The proposed changes would not apply to the rail, aviation or maritime sectors who already have legislative requirements in place to deal with terrorist threats.
What impact will this have on small businesses?
Under proposed plans, small businesses (e.g. retail outlets) would be required to provide assurances that the threat of terrorist activity has been adequately considered.
These assurances are likely to include:
· Regular risk assessments which are to be logged and recorded in which business owners show the range of threats which have been considered and the plans in place to mitigate against them.
· Regular staff training to spot signs of potential danger and carry out emergency procedures (much in the same way staff are trained to implement fire drills).
Enforcement of these new duties would be ensured by routine inspections with fines for non-compliance.
The Home Office argue this will drive forward an “improved culture of security” at minimal cost.
However, a spokesperson for the Federation of Small Businesses said: “We want to ensure the necessary support is there for any small firms wanting to do events who may fall under this umbrella, cost will be the number one issue for this.”
There would be no expectation for small businesses to invest in specific physical security measures, but it would be expected that existing measures (such as roller shutters) would be included in emergency plans.
What does this mean for larger venues?
Larger venues tend to already have comprehensive counter-terrorism strategies in place — the Protect Duty would most likely involve a reinforcement of these measures.
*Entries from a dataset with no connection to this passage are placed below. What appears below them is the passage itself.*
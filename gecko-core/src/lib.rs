//! Gecko Core - typed expression engine for module control scripts
//!
//! Building blocks, leaf first:
//!
//! - [`types`]: the four value kinds and numeric promotion
//! - [`variable`]: typed cells and their handles
//! - [`property`]: per-module property registries
//! - [`expression`]: checked expression trees and their evaluator
//! - [`module`]: the module contract and the module set
//! - [`binding`]: expressions assigned to variables or properties
//!
//! Nothing here owns a clock or a thread; the host drives ticks.

pub mod binding;
pub mod context;
pub mod error;
pub mod expression;
pub mod module;
pub mod property;
pub mod types;
pub mod variable;

pub use binding::{Binding, Target};
pub use context::EvalContext;
pub use error::{ArgumentError, CoreError, EvalError, LookupError, ModuleError, TypeError};
pub use expression::{
    ArithOp, BooleanExpr, CompareOp, Expression, IntegerExpr, NumberExpr, StringExpr,
};
pub use module::{
    default_call, expect_arguments, BusMessage, Module, ModuleId, ModuleKind, ModuleSet,
    StepContext,
};
pub use property::{PropertyId, PropertyRegistry};
pub use types::{check_comparison_types, check_logical_types, common_numeric_type, Type};
pub use variable::{
    BooleanVar, IntegerVar, NumberVar, StringVar, StoreId, Value, VariableId, VariableStore,
};

/// Re-exported so module implementors share one logger type
pub use gecko_log as log;
//! Gecko Config - Pure configuration data structures
//!
//! This crate contains only data structures, no logic or global state.
//! It serves as the shared configuration vocabulary across all Gecko crates.

use serde::{Deserialize, Serialize};

/// Timing of the host control loop
#[derive(Debug, Clone, Copy, PartialEq, Eq, Serialize, Deserialize)]
#[serde(default)]
pub struct TickConfig {
    /// Period between two ticks in milliseconds (0 = run ticks back to back)
    pub interval_ms: u64,
    /// Stop after this many ticks; `None` runs until the host stops it
    pub max_ticks: Option<u64>,
}

/// Queue sizes of a bus peripheral
#[derive(Debug, Clone, Copy, PartialEq, Eq, Serialize, Deserialize)]
#[serde(default)]
pub struct BusConfig {
    /// Inbound frames buffered between two ticks
    pub rx_queue_len: usize,
    /// Outbound frames buffered before `send` starts failing
    pub tx_queue_len: usize,
}

/// Execution phase enum for phase-specific log targets
#[derive(Clone, Copy, Debug, PartialEq, Eq, Hash, Serialize, Deserialize)]
#[serde(rename_all = "lowercase")]
pub enum Phase {
    /// Building modules, variables and expression trees
    Build,
    /// Evaluating bindings and stepping modules
    Tick,
    /// Out-of-band method calls
    Call,
    /// Bus message routing
    Bus,
}

impl Phase {
    pub const ALL: [Phase; 4] = [Phase::Build, Phase::Tick, Phase::Call, Phase::Bus];

    /// Get the string name of the phase
    pub fn as_str(&self) -> &'static str {
        match self {
            Phase::Build => "build",
            Phase::Tick => "tick",
            Phase::Call => "call",
            Phase::Bus => "bus",
        }
    }

    /// Get the log target name for this phase
    pub fn target(&self) -> &'static str {
        match self {
            Phase::Build => "gecko::build",
            Phase::Tick => "gecko::tick",
            Phase::Call => "gecko::call",
            Phase::Bus => "gecko::bus",
        }
    }
}

impl Default for TickConfig {
    fn default() -> Self {
        Self {
            interval_ms: 10,
            max_ticks: None,
        }
    }
}

impl Default for BusConfig {
    fn default() -> Self {
        Self {
            rx_queue_len: 20,
            tx_queue_len: 20,
        }
    }
}

#[cfg(test)]
mod tests {
    use super::*;

    #[test]
    fn test_default_tick_config() {
        let cfg = TickConfig::default();
        assert_eq!(cfg.interval_ms, 10);
        assert_eq!(cfg.max_ticks, None);
    }

    #[test]
    fn test_default_bus_config() {
        let cfg = BusConfig::default();
        assert_eq!(cfg.rx_queue_len, 20);
        assert_eq!(cfg.tx_queue_len, 20);
    }

    #[test]
    fn test_phase_as_str() {
        assert_eq!(Phase::Build.as_str(), "build");
        assert_eq!(Phase::Tick.target(), "gecko::tick");
        assert!(Phase::ALL.iter().all(|p| p.target().ends_with(p.as_str())));
    }

    #[test]
    fn test_partial_tick_config_uses_defaults() {
        let cfg: TickConfig = serde_json::from_str(r#"{ "max_ticks": 5 }"#).unwrap();
        assert_eq!(cfg.interval_ms, 10);
        assert_eq!(cfg.max_ticks, Some(5));
    }
}
//! Logger (no_std + alloc compatible)

use crate::record::{Level, Record};
use alloc::sync::Arc;
use alloc::vec::Vec;
use core::sync::atomic::{AtomicU64, AtomicU8, Ordering};
use spin::Mutex;

const NO_TICK: u64 = u64::MAX;

/// Log output target
pub trait LogSink: Send + Sync {
    fn write(&self, record: &Record);
}

/// Logger configuration and state
///
/// Shared as `Arc<Logger>` and handed explicitly to whoever needs it.
///
/// Sinks are called after the sink list is unlocked, so a sink may log into
/// the same logger or add sinks to it. A cycle of loggers forwarding into each
/// other recurses without bound.
pub struct Logger {
    level: AtomicU8,
    sinks: Mutex<Vec<Arc<dyn LogSink>>>,
    /// Tick stamped on new records, `NO_TICK` outside of a tick
    tick: AtomicU64,
}

impl Logger {
    pub fn new(level: Level) -> Arc<Self> {
        Arc::new(Logger {
            level: AtomicU8::new(level as u8),
            sinks: Mutex::new(Vec::new()),
            tick: AtomicU64::new(NO_TICK),
        })
    }

    /// Add a sink (builder style)
    pub fn with_sink<S: LogSink + 'static>(self: Arc<Self>, sink: S) -> Arc<Self> {
        self.add_sink(sink);
        self
    }

    pub fn add_sink<S: LogSink + 'static>(&self, sink: S) {
        self.sinks.lock().push(Arc::new(sink));
    }

    pub fn set_level(&self, level: Level) {
        self.level.store(level as u8, Ordering::Relaxed);
    }

    pub fn level(&self) -> Level {
        Level::from_u8(self.level.load(Ordering::Relaxed)).unwrap_or(Level::Info)
    }

    pub fn is_enabled(&self, level: Level) -> bool {
        level >= self.level()
    }

    /// Tick currently stamped on records, if any
    pub fn current_tick(&self) -> Option<u64> {
        match self.tick.load(Ordering::Relaxed) {
            NO_TICK => None,
            tick => Some(tick),
        }
    }

    #[inline(never)]
    pub fn log(
        &self,
        level: Level,
        target: &'static str,
        message: impl Into<alloc::string::String>,
    ) {
        if !self.is_enabled(level) {
            return;
        }

        let mut record = Record::new(level, target, message);
        if let Some(tick) = self.current_tick() {
            record = record.with_tick(tick);
        }

        let sinks = self.sinks.lock().clone();
        for sink in &sinks {
            sink.write(&record);
        }
    }

    /// Stamp every record with `tick` until the guard is dropped.
    ///
    /// Guards nest: dropping one restores the tick that was active before it.
    pub fn enter_tick(self: &Arc<Self>, tick: u64) -> TickGuard {
        let previous = self.tick.swap(tick, Ordering::Relaxed);
        TickGuard {
            logger: Arc::clone(self),
            previous,
        }
    }

    /// Logger with no sinks (tests, disabled logging)
    pub fn noop() -> Arc<Self> {
        Self::new(Level::Error)
    }
}

/// Restores the previous tick stamp on drop
pub struct TickGuard {
    logger: Arc<Logger>,
    previous: u64,
}

impl Drop for TickGuard {
    fn drop(&mut self) {
        self.logger.tick.store(self.previous, Ordering::Relaxed);
    }
}

// Forwarding into another logger lets one logger fan out into a second one.
impl LogSink for Arc<Logger> {
    fn write(&self, record: &Record) {
        self.log(record.level, record.target, record.message.clone());
    }
}

#[cfg(feature = "std")]
pub struct StdoutSink;

#[cfg(feature = "std")]
impl LogSink for StdoutSink {
    fn write(&self, record: &Record) {
        println!("{}", record.format());
    }
}

#[cfg(feature = "std")]
pub struct StderrSink;

#[cfg(feature = "std")]
impl LogSink for StderrSink {
    fn write(&self, record: &Record) {
        eprintln!("{}", record.format());
    }
}

/// Appends formatted records to a file
#[cfg(feature = "std")]
pub struct FileSink {
    file: std::sync::Mutex<std::fs::File>,
}

#[cfg(feature = "std")]
impl FileSink {
    pub fn new(path: impl AsRef<std::path::Path>) -> crate::Result<Self> {
        let file = std::fs::OpenOptions::new()
            .create(true)
            .append(true)
            .open(path)?;

        Ok(FileSink {
            file: std::sync::Mutex::new(file),
        })
    }
}

#[cfg(feature = "std")]
impl LogSink for FileSink {
    #[inline(never)]
    fn write(&self, record: &Record) {
        use std::io::Write;
        if let Ok(mut file) = self.file.lock() {
            let _ = writeln!(file, "{}", record.format());
        }
    }
}

#[cfg(test)]
mod tests {
    use super::*;
    use crate::LogRingBuffer;

    #[test]
    fn test_logger_creation() {
        let logger = Logger::new(Level::Debug);
        assert_eq!(logger.level(), Level::Debug);
        assert!(logger.is_enabled(Level::Debug));
        assert!(!logger.is_enabled(Level::Trace));
    }

    #[test]
    fn test_level_change() {
        let logger = Logger::new(Level::Info);
        assert!(!logger.is_enabled(Level::Debug));

        logger.set_level(Level::Debug);
        assert!(logger.is_enabled(Level::Debug));
    }

    #[test]
    fn test_log_disabled_level() {
        let ring = LogRingBuffer::new(100);
        let logger = Logger::new(Level::Warn).with_sink(ring.clone());

        logger.log(Level::Debug, "test", "should not appear");
        assert_eq!(ring.len(), 0);

        logger.log(Level::Warn, "test", "should appear");
        assert_eq!(ring.len(), 1);
    }

    #[test]
    fn test_tick_guard_stamps_records() {
        let ring = LogRingBuffer::new(100);
        let logger = Logger::new(Level::Debug).with_sink(ring.clone());

        logger.log(Level::Info, "test", "before");
        {
            let guard = logger.enter_tick(7);
            assert_eq!(logger.current_tick(), Some(7));
            logger.log(Level::Info, "test", "during");
            drop(guard);
        }
        logger.log(Level::Info, "test", "after");

        let records = ring.dump_records();
        assert_eq!(records[0].tick, None);
        assert_eq!(records[1].tick, Some(7));
        assert_eq!(records[2].tick, None);
    }

    #[test]
    fn test_nested_tick_guards_restore() {
        let logger = Logger::new(Level::Debug);
        let outer = logger.enter_tick(1);
        {
            let inner = logger.enter_tick(2);
            assert_eq!(logger.current_tick(), Some(2));
            drop(inner);
        }
        assert_eq!(logger.current_tick(), Some(1));
        drop(outer);
        assert_eq!(logger.current_tick(), None);
    }

    #[test]
    fn test_log_sink_for_arc_logger() {
        let ring = LogRingBuffer::new(100);
        let inner = Logger::new(Level::Debug).with_sink(ring.clone());

        let outer = Logger::new(Level::Debug);
        outer.add_sink(inner.clone());
        outer.log(Level::Info, "chain", "chained log");

        let records = ring.dump_records();
        assert_eq!(records.len(), 1);
        assert_eq!(records[0].target, "chain");
    }

    /// Answers every `ping` by logging a `pong` into the same logger
    struct Echo(alloc::sync::Weak<Logger>);

    impl LogSink for Echo {
        fn write(&self, record: &Record) {
            if record.target != "ping" {
                return;
            }
            if let Some(logger) = self.0.upgrade() {
                logger.log(Level::Info, "pong", record.message.clone());
                logger.add_sink(LogRingBuffer::new(1));
            }
        }
    }

    #[test]
    fn test_sink_can_reenter_its_logger() {
        let ring = LogRingBuffer::new(100);
        let logger = Logger::new(Level::Debug);
        logger.add_sink(Echo(Arc::downgrade(&logger)));
        logger.add_sink(ring.clone());

        logger.log(Level::Info, "ping", "hello");

        let targets: Vec<_> = ring.dump_records().iter().map(|r| r.target).collect();
        assert_eq!(targets, ["pong", "ping"]);
        assert_eq!(logger.sinks.lock().len(), 3);
    }

    #[test]
    fn test_logger_forwarding_into_itself_below_its_level() {
        let ring = LogRingBuffer::new(100);
        let logger = Logger::new(Level::Info).with_sink(ring.clone());
        let quiet = Logger::new(Level::Error);
        quiet.add_sink(logger.clone());
        logger.add_sink(quiet.clone());

        // the cycle stops at `quiet`, which drops info records
        logger.log(Level::Info, "loop", "once");
        assert_eq!(ring.len(), 1);
    }

    #[cfg(feature = "std")]
    #[test]
    fn test_file_sink_append() {
        let path = std::env::temp_dir().join(format!("gecko_log_{}.tmp", std::process::id()));

        for line in ["first line", "second line"] {
            let sink = FileSink::new(&path).unwrap();
            sink.write(&Record::new(Level::Error, "test", line));
        }

        let content = std::fs::read_to_string(&path).unwrap();
        assert!(content.contains("first line"));
        assert!(content.contains("second line"));
        assert!(content.contains("ERROR"));

        std::fs::remove_file(&path).ok();
    }

    #[test]
    fn test_noop_logger() {
        let logger = Logger::noop();
        assert!(!logger.is_enabled(Level::Warn));
        logger.log(Level::Error, "test", "goes nowhere");
    }
}
//! Type domain and promotion rules
//!
//! Every check here runs while an expression tree is being built, so a tree
//! that exists is already well typed.

use crate::error::TypeError;
use std::fmt;

/// Value kinds known to the language
#[derive(Debug, Clone, Copy, PartialEq, Eq, Hash)]
pub enum Type {
    Boolean,
    Integer,
    Number,
    String,
}

impl Type {
    pub const ALL: [Type; 4] = [Type::Boolean, Type::Integer, Type::Number, Type::String];

    /// `Integer` or `Number`
    pub fn is_numbery(self) -> bool {
        matches!(self, Type::Integer | Type::Number)
    }

    pub fn name(self) -> &'static str {
        match self {
            Type::Boolean => "boolean",
            Type::Integer => "integer",
            Type::Number => "number",
            Type::String => "string",
        }
    }

    /// Whether a value of type `source` may be stored where `self` is expected.
    ///
    /// Exact matches only, plus `Integer` widening into `Number`.
    pub fn accepts(self, source: Type) -> bool {
        self == source || (self == Type::Number && source == Type::Integer)
    }
}

impl fmt::Display for Type {
    fn fmt(&self, f: &mut fmt::Formatter<'_>) -> fmt::Result {
        f.write_str(self.name())
    }
}

/// Result type of an arithmetic operation on `left` and `right`.
///
/// `Integer` when both sides are integers, `Number` when both are numbery.
pub fn common_numeric_type(left: Type, right: Type) -> Result<Type, TypeError> {
    match (left, right) {
        (Type::Integer, Type::Integer) => Ok(Type::Integer),
        (l, r) if l.is_numbery() && r.is_numbery() => Ok(Type::Number),
        _ => Err(TypeError::Arithmetic { left, right }),
    }
}

/// Both operands of a comparison must be numbery
pub fn check_comparison_types(left: Type, right: Type) -> Result<(), TypeError> {
    if left.is_numbery() && right.is_numbery() {
        Ok(())
    } else {
        Err(TypeError::Comparison { left, right })
    }
}

/// Both operands of `and`/`or`/`not` must be exactly boolean
pub fn check_logical_types(left: Type, right: Type) -> Result<(), TypeError> {
    if left == Type::Boolean && right == Type::Boolean {
        Ok(())
    } else {
        Err(TypeError::Logical { left, right })
    }
}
Larger venues (theme parks for instance) will be expected implement more rigorous risk assessments which might involve collaborating with local authorities and police forces.
Will it work?
Funding will be a key issue.
Security expert Niall Griffin, writing for HS Security, said:
“After a disastrous 14 months for the event industry following the global pandemic, there has already been a detrimental impact on the economic prosperity of event companies. Because of this, event organisers might struggle to fund additional, mandated security measures, and to pass the cost onto event-goers may not be viable.”
He said that while the Protect Duty was a “huge step in the right direction”, but warned that any changes must be “proportionate”.
The government is hoping that these additional charges will be offset by the “wider benefits of a perceived reduction in risk”, such as increased visitors and revenue.
Another worry is that of displacement, in which increased security at one location might encourage an attacker to target a different, lesser fortified location, which might not fall under the Protect Duty — for instance, targeting a queue of people waiting to get into an event rather than the event itself.
However, Security Minister James Brokenshire stressed that the Protect Duty was just “one part of the Governments approach” to counter-terrorism.
What happens next?
The Home Office are inviting organisations and business leaders to advise the government on the proposed changes.
The 18-week consultation will last until 2 July 2021.